──────── Task material ────────

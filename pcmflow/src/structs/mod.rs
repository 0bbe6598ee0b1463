//! Data structures shared by the processing components.
//!
//! Contains the stream descriptor, the borrowed chunk view, mixing matrices
//! and FIR kernel generators.

pub mod chunk;
pub mod fir;
pub mod matrix;
pub mod speakers;
pub trait WriteBytesLe {
    fn write_le(&self, dst: &mut Vec<u8>);
}

macro_rules! impl_num_le {
    ($($t:ty),+) => { $(
        impl WriteBytesLe for $t { #[inline] fn write_le(&self, dst: &mut Vec<u8>) { dst.extend_from_slice(&self.to_le_bytes()); }}
    )+ }
}

impl_num_le!(u8, u16, u32, u64, i16, i32);

impl<T: WriteBytesLe, const N: usize> WriteBytesLe for [T; N] {
    #[inline]
    fn write_le(&self, dst: &mut Vec<u8>) {
        self.iter().for_each(|item| item.write_le(dst));
    }
}

/// Serialises a fieldless `#[repr(u16)]` enum through its discriminant.
#[macro_export]
macro_rules! impl_u16_enum {
    ($t:ty) => {
        impl WriteBytesLe for $t {
            fn write_le(&self, dst: &mut Vec<u8>) {
                dst.extend_from_slice(&(*self as u16).to_le_bytes())
            }
        }
    };
}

────────

== Your objective ==
Based on the records above, how many lines hold the string "inline"? Answer with the number by itself.

== Task output ==
2